Mimi écrit que M. von Bronsart veut organiser au profit de Bayreuth un concert où mon père jouera le concerto en mi bémol majeur [1]. M. von Bronsart semble avoir maintenant le courage d’exprimer ses anciennes convictions parce que M. von Hülsen est bien disposé. Des êtres pitoyables. —
Le soir, nous continuons de lire Goethe et Wolf et nous sommes toujours satisfaits du texte du professeur Bernay. Nous parlons longuement de la recherche de Goethe ainsi que de la tristesse de notre temps. —
Nous recevons un cahier du livre sur la guerre, la première phrase est déjà magnifique, c’est la simplicité de Tacite, sans l’affectation de brièveté de la phrase du Romain.

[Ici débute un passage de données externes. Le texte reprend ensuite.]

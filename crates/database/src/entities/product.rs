//! Product, wish and sale entity definitions

use chrono::{DateTime, Utc};
use serde::{Deserialize, Serialize};
use sqlx::FromRow;

#[derive(Debug, Clone, PartialEq, Serialize, Deserialize, FromRow)]
pub struct Product {
    pub id: i64,
    pub user_id: i64,
    pub name: String,
    pub price: i64,
    pub image: Option<String>,
    pub description: String,
    pub created_at: DateTime<Utc>,
    pub updated_at: DateTime<Utc>,
}

#[derive(Debug, Clone, Serialize, Deserialize)]
pub struct CreateProductRequest {
    pub name: String,
    pub price: i64,
    pub image: Option<String>,
    pub description: String,
}

/// A sale joined with the product sold and how many users wished for it.
#[derive(Debug, Clone, PartialEq, FromRow)]
pub struct SaleWithProduct {
    pub id: i64,
    pub user_id: i64,
    pub product_id: i64,
    pub created_at: DateTime<Utc>,
    pub product_name: String,
    pub product_price: i64,
    pub product_image: Option<String>,
    pub product_description: String,
    pub product_user_id: i64,
    pub wish_count: i64,
}
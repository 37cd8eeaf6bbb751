use anyhow::{Context, Result};
use neighborhood_config::AppConfig;
use neighborhood_database::{prepare_database, run_migrations};
use neighborhood_gateway::GatewayState;
use sqlx::SqlitePool;
use tracing::info;

pub mod telemetry {
    use anyhow::Result;
    use tracing::Level;
    use tracing_subscriber::{fmt::SubscriberBuilder, EnvFilter};

    pub fn init_tracing() -> Result<()> {
        let env_filter =
            EnvFilter::try_from_default_env().unwrap_or_else(|_| EnvFilter::new("info"));

        let subscriber = SubscriberBuilder::default()
            .with_max_level(Level::DEBUG)
            .with_env_filter(env_filter)
            .finish();

        tracing::subscriber::set_global_default(subscriber)
            .map_err(|error| anyhow::anyhow!("failed to set tracing subscriber: {error}"))
    }
}

#[derive(Clone)]
pub struct BackendServices {
    pub db_pool: SqlitePool,
    pub gateway: GatewayState,
}

impl BackendServices {
    /// Opens the database, applies pending migrations and wires the services.
    pub async fn initialise(config: &AppConfig) -> Result<Self> {
        let db_pool = open_database(config).await?;
        let gateway = GatewayState::new(db_pool.clone(), config);

        info!(
            database = %config.database.url,
            utc_offset_minutes = config.locale.utc_offset_minutes,
            "backend services ready"
        );

        Ok(Self { db_pool, gateway })
    }
}

/// Connects to the configured database and brings its schema up to date.
pub async fn open_database(config: &AppConfig) -> Result<SqlitePool> {
    let db_pool = prepare_database(&config.database)
        .await
        .context("failed to connect to database")?;
    run_migrations(&db_pool).await?;
    Ok(db_pool)
}

pub async fn shutdown_signal() {
    if let Err(error) = tokio::signal::ctrl_c().await {
        tracing::warn!(?error, "failed to listen for shutdown signal");
    }
    info!("shutdown signal received");
}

R. n’aime et ne vénère plus que l’armée. —
Le soir, il me dit que moi seule lui apporte la joie, je suis tout ce qu’il a; j’ai été très touchée récem-ment, alors qu’une nuit, je méditais tristement, qu’il ait rêvé que j’étais à Munich dans la boutique d’un marchand; il venait m’y chercher, mais je restais à mon travail, disant tristement: « Il faut qu’il en soit ainsi, les enfants sont partis! »
[1] Il ne s’agit pas du premier concerto pour piano de Liszt, mais de celui de Beethoven (n° 5, op. 73) que Liszt avait joué en concert avec R. Wagner le 10 mars 1875 à Pest.